As you might expect, my column pointing out the limits of cancer screening and early detection was not universally greeted with hosannas. Many people cling fiercely to the notion that screening will save their lives. When I wrote the column, I wasn't aware of a smart blog post from March 18 by the American Cancer Society's "Dr. Len"--J. Leonard Lichtenfeld--who does a terrific job analyzing the two recent prostate-cancer-screening studies that were so disappointing.
He notes the two studies' methodological flaws (men in the non-screening group got screened, for instance), but then reaches a striking conclusion. Like many oncologists and cancer researchers, Lichtenfeld had eagerly awaited the results of the European and American prostate-cancer-screening studies, expecting (or at least hoping) they would once and for all answer the question of whether the PSA test saves men's lives. Unfortunately, he writes, "I don’t know that we now have any better idea whether or not prostate cancer screening actually works. . . . At first blush, my reaction was that these studies don’t really give us the answer we were waiting for.But on further reflection, maybe they did. . . Perhaps not getting a clear answer to the question as to the value of prostate cancer screening is in fact a clear answer." For if the mortality-reducing benefits of PSA screening are so small that they can be made to appear and disappear depending on a study's methodology, those benefits are falling way short of what we all hoped.

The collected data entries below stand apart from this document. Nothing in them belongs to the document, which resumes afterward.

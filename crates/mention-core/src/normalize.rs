//! Converts raw, shape-ambiguous GitHub REST payloads into [`GithubResource`].
//!
//! Dispatch order is load-bearing: pull and issue payloads both carry
//! `title` + `user`, so pull-specific markers (`merged_at`, `draft`) must be
//! probed first. An already-normalized payload (one carrying both `kind` and
//! `html_url`) short-circuits, which makes normalization idempotent.

use chrono::{DateTime, Utc};
use serde_json::{Map, Value};

use crate::colors::language_color;
use crate::error::NormalizeError;
use crate::models::*;

/// Normalize a raw JSON payload into a typed resource.
pub fn normalize(raw: &Value) -> Result<GithubResource, NormalizeError> {
    let obj = raw.as_object().ok_or(NormalizeError::NotAnObject)?;

    if obj.contains_key("kind") && obj.contains_key("html_url") {
        return Ok(serde_json::from_value(raw.clone())?);
    }

    if obj.contains_key("merged_at") || obj.contains_key("draft") {
        return Ok(GithubResource::Pull(normalize_pull(obj)));
    }
    if obj.contains_key("title") && obj.contains_key("comments") && obj.contains_key("user") {
        return Ok(GithubResource::Issue(normalize_issue(obj)));
    }
    if obj.contains_key("login") && !obj.contains_key("full_name") {
        return Ok(GithubResource::User(normalize_user(obj)));
    }
    if obj.contains_key("full_name") {
        return Ok(GithubResource::Repo(normalize_repo(obj)));
    }

    Err(NormalizeError::UnrecognizedShape)
}

fn normalize_pull(obj: &Map<String, Value>) -> PullResource {
    PullResource {
        id: u64_of(obj, "id").unwrap_or_default(),
        number: u64_of(obj, "number").unwrap_or_default(),
        state: state_of(obj),
        merged: bool_of(obj, "merged")
            || matches!(obj.get("merged_at"), Some(v) if !v.is_null()),
        draft: bool_of(obj, "draft"),
        title: str_of(obj, "title").unwrap_or_default(),
        body: str_of(obj, "body"),
        user: user_of(obj.get("user")),
        created_at: date_of(obj, "created_at"),
        updated_at: date_of(obj, "updated_at"),
        html_url: str_of(obj, "html_url").unwrap_or_default(),
        labels: labels_of(obj),
        base: branch_of(obj.get("base")),
        head: branch_of(obj.get("head")),
    }
}

fn normalize_issue(obj: &Map<String, Value>) -> IssueResource {
    IssueResource {
        id: u64_of(obj, "id").unwrap_or_default(),
        number: u64_of(obj, "number").unwrap_or_default(),
        state: state_of(obj),
        title: str_of(obj, "title").unwrap_or_default(),
        user: user_of(obj.get("user")),
        created_at: date_of(obj, "created_at"),
        html_url: str_of(obj, "html_url").unwrap_or_default(),
        comments: u64_of(obj, "comments").unwrap_or_default(),
        labels: labels_of(obj),
    }
}

fn normalize_user(obj: &Map<String, Value>) -> UserResource {
    let login = str_of(obj, "login").unwrap_or_default();
    UserResource {
        id: u64_of(obj, "id").unwrap_or_default(),
        html_url: str_of(obj, "html_url")
            .unwrap_or_else(|| format!("https://github.com/{login}")),
        login,
        name: str_of(obj, "name"),
        avatar_url: str_of(obj, "avatar_url"),
        bio: str_of(obj, "bio"),
        followers: u64_of(obj, "followers").unwrap_or_default(),
        following: u64_of(obj, "following").unwrap_or_default(),
        location: str_of(obj, "location"),
    }
}

fn normalize_repo(obj: &Map<String, Value>) -> RepoResource {
    let full_name = str_of(obj, "full_name").unwrap_or_default();

    let language = tri_str_of(obj, "language");
    let language_color = match &language {
        None => None,
        Some(None) => Some(None),
        Some(Some(lang)) => Some(language_color(lang).map(str::to_string)),
    };

    // Prefer the explicit visibility string, then derive from the boolean
    // `private` flag, then null.
    let visibility = match str_of(obj, "visibility").as_deref() {
        Some("private") => Some(Visibility::Private),
        Some("public") => Some(Visibility::Public),
        _ => match obj.get("private") {
            Some(Value::Bool(true)) => Some(Visibility::Private),
            Some(Value::Bool(false)) => Some(Visibility::Public),
            _ => None,
        },
    };

    let owner = match obj.get("owner").and_then(Value::as_object) {
        Some(o) => {
            let login = str_of(o, "login").unwrap_or_default();
            RepoOwner {
                html_url: str_of(o, "html_url")
                    .unwrap_or_else(|| format!("https://github.com/{login}")),
                avatar_url: str_of(o, "avatar_url"),
                login,
            }
        }
        // No owner object: synthesize one from the full_name prefix
        None => {
            let login = full_name
                .split('/')
                .next()
                .unwrap_or_default()
                .to_string();
            RepoOwner {
                html_url: format!("https://github.com/{login}"),
                avatar_url: None,
                login,
            }
        }
    };

    RepoResource {
        id: u64_of(obj, "id").unwrap_or_default(),
        name: str_of(obj, "name").unwrap_or_default(),
        html_url: str_of(obj, "html_url")
            .unwrap_or_else(|| format!("https://github.com/{full_name}")),
        full_name,
        description: str_of(obj, "description"),
        stargazers_count: u64_of(obj, "stargazers_count").unwrap_or_default(),
        forks_count: u64_of(obj, "forks_count").unwrap_or_default(),
        open_issues_count: u64_of(obj, "open_issues_count").unwrap_or_default(),
        visibility,
        language,
        language_color,
        pushed_at: date_of(obj, "pushed_at"),
        updated_at: date_of(obj, "updated_at"),
        owner,
    }
}

// ==================== Field coercion ====================
//
// Missing or type-mismatched fields coerce to None rather than erroring.

fn str_of(obj: &Map<String, Value>, key: &str) -> Option<String> {
    obj.get(key).and_then(Value::as_str).map(str::to_string)
}

/// Tri-state string: absent => None, null => Some(None), string => Some(Some).
fn tri_str_of(obj: &Map<String, Value>, key: &str) -> Option<Option<String>> {
    match obj.get(key) {
        None => None,
        Some(Value::Null) => Some(None),
        Some(Value::String(s)) => Some(Some(s.clone())),
        Some(_) => None,
    }
}

fn u64_of(obj: &Map<String, Value>, key: &str) -> Option<u64> {
    obj.get(key).and_then(Value::as_u64)
}

fn bool_of(obj: &Map<String, Value>, key: &str) -> bool {
    obj.get(key).and_then(Value::as_bool).unwrap_or(false)
}

fn date_of(obj: &Map<String, Value>, key: &str) -> Option<DateTime<Utc>> {
    obj.get(key)
        .and_then(Value::as_str)
        .and_then(|s| DateTime::parse_from_rfc3339(s).ok())
        .map(|d| d.with_timezone(&Utc))
}

fn state_of(obj: &Map<String, Value>) -> IssueState {
    match str_of(obj, "state").as_deref() {
        Some("closed") => IssueState::Closed,
        _ => IssueState::Open,
    }
}

fn user_of(value: Option<&Value>) -> ResourceUser {
    let obj = value.and_then(Value::as_object);
    let login = obj
        .and_then(|o| str_of(o, "login"))
        .unwrap_or_default();
    ResourceUser {
        id: obj.and_then(|o| u64_of(o, "id")),
        avatar_url: obj
            .and_then(|o| str_of(o, "avatar_url"))
            .unwrap_or_default(),
        html_url: obj
            .and_then(|o| str_of(o, "html_url"))
            .unwrap_or_else(|| format!("https://github.com/{login}")),
        login,
    }
}

fn labels_of(obj: &Map<String, Value>) -> Option<Vec<Label>> {
    let labels = obj.get("labels")?.as_array()?;
    Some(
        labels
            .iter()
            .filter_map(Value::as_object)
            .map(|l| Label {
                id: u64_of(l, "id").unwrap_or_default(),
                name: str_of(l, "name").unwrap_or_default(),
                color: str_of(l, "color"),
            })
            .collect(),
    )
}

fn branch_of(value: Option<&Value>) -> Option<BranchRef> {
    let obj = value?.as_object()?;
    Some(BranchRef {
        ref_name: str_of(obj, "ref"),
        repo: obj
            .get("repo")
            .and_then(Value::as_object)
            .and_then(|r| str_of(r, "full_name"))
            .map(|full_name| RepoRef { full_name }),
    })
}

On one point, however, the cynical me has to disagree with Dr. Len. He writes, "I suspect the 'gung-ho go forward at any cost' attitude of those in the medical and advocacy communities who have promoted prostate cancer screening with a vengeance—absent evidence that it really saved lives—is going to calm down just a bit." That, I just don't see--not until oncologists come up with something else that will give men the illusion of control over their health and their life.